((
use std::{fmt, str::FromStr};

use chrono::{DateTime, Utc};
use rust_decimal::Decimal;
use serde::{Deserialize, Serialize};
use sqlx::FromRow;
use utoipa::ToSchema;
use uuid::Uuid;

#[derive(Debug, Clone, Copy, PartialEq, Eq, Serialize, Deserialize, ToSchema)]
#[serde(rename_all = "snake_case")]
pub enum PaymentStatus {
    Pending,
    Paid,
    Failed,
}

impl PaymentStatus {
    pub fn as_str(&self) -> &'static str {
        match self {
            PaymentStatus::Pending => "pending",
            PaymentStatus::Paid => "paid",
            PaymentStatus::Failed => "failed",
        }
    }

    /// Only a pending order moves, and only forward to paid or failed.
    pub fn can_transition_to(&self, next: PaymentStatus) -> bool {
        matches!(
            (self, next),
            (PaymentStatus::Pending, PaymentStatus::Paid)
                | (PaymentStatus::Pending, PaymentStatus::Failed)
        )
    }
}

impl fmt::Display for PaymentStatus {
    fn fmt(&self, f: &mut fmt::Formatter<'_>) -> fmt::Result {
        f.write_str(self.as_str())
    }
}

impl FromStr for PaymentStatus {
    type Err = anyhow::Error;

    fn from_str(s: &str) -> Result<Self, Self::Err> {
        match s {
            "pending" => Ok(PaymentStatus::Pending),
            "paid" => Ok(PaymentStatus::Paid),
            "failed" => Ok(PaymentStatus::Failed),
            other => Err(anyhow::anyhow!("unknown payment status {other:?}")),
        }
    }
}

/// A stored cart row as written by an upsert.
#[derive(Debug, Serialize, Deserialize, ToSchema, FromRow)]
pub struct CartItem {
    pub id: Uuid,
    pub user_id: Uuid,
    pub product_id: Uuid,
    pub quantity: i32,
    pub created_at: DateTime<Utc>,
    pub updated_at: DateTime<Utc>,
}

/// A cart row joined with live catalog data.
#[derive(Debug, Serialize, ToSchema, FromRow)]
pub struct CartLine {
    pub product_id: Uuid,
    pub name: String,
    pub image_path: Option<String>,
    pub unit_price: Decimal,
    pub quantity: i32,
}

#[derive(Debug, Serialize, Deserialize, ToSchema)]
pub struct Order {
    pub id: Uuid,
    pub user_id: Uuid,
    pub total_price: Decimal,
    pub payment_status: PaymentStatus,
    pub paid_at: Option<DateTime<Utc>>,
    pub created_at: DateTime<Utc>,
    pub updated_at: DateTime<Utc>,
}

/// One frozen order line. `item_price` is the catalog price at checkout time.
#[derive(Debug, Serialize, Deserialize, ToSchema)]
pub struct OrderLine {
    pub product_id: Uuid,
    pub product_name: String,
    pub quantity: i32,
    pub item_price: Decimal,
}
))
((
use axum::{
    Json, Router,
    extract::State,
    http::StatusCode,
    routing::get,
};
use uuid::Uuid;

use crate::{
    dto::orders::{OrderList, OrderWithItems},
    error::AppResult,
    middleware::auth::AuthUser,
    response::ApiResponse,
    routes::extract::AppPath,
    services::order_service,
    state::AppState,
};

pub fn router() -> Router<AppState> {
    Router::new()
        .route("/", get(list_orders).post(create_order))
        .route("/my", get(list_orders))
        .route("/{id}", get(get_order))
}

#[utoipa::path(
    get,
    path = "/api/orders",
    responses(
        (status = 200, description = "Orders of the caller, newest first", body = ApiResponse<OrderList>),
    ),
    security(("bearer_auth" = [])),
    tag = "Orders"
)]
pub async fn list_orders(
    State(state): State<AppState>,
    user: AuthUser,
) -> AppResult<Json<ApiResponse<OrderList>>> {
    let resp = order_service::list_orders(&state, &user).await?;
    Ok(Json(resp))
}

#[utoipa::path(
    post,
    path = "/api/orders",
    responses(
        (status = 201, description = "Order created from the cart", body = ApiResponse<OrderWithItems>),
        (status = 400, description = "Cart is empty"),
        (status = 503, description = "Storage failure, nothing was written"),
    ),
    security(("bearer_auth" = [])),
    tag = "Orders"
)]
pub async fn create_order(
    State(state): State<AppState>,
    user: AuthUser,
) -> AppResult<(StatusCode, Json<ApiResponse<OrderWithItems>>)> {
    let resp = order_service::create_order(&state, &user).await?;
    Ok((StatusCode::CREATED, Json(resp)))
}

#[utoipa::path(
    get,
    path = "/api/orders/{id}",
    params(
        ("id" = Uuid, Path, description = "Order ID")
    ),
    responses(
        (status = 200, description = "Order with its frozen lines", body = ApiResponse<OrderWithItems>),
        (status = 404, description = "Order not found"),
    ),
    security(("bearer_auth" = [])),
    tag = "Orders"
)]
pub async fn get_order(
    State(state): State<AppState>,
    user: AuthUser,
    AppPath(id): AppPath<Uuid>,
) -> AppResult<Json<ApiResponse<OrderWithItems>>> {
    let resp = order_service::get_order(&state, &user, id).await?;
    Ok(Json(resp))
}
))
((
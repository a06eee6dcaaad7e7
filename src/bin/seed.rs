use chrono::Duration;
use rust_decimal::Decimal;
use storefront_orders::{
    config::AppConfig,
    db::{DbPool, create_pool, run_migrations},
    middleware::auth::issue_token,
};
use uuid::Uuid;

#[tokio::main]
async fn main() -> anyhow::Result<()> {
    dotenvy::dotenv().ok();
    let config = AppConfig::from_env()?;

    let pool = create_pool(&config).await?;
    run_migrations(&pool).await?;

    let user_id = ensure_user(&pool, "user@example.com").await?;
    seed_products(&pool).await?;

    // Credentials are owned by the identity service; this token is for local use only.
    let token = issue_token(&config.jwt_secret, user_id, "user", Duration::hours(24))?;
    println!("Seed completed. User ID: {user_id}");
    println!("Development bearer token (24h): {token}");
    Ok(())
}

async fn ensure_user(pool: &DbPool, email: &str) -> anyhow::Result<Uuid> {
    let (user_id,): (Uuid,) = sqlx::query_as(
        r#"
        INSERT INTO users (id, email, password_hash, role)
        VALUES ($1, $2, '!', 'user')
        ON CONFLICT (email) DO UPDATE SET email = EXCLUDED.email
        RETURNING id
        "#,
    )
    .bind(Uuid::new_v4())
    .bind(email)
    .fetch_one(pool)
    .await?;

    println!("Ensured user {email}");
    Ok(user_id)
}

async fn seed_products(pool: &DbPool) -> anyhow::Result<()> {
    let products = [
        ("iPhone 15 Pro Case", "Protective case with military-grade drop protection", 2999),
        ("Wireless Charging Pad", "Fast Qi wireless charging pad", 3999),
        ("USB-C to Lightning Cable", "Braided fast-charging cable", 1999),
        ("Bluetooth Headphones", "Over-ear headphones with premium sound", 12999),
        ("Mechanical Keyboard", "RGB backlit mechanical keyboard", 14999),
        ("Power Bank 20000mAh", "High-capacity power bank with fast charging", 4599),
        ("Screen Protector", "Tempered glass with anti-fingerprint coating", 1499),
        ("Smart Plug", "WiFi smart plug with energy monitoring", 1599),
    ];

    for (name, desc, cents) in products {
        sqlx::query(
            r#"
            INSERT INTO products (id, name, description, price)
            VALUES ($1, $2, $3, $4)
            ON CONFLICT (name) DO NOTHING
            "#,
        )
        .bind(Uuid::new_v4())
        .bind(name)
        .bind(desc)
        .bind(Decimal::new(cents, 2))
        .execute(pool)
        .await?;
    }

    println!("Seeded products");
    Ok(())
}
))
ABOUT THIS TASK:
If a line of the entries holds the word "StatusCode", copy it out.

RESULT:
    http::StatusCode,
) -> AppResult<(StatusCode, Json<ApiResponse<OrderWithItems>>)> {
    Ok((StatusCode::CREATED, Json(resp)))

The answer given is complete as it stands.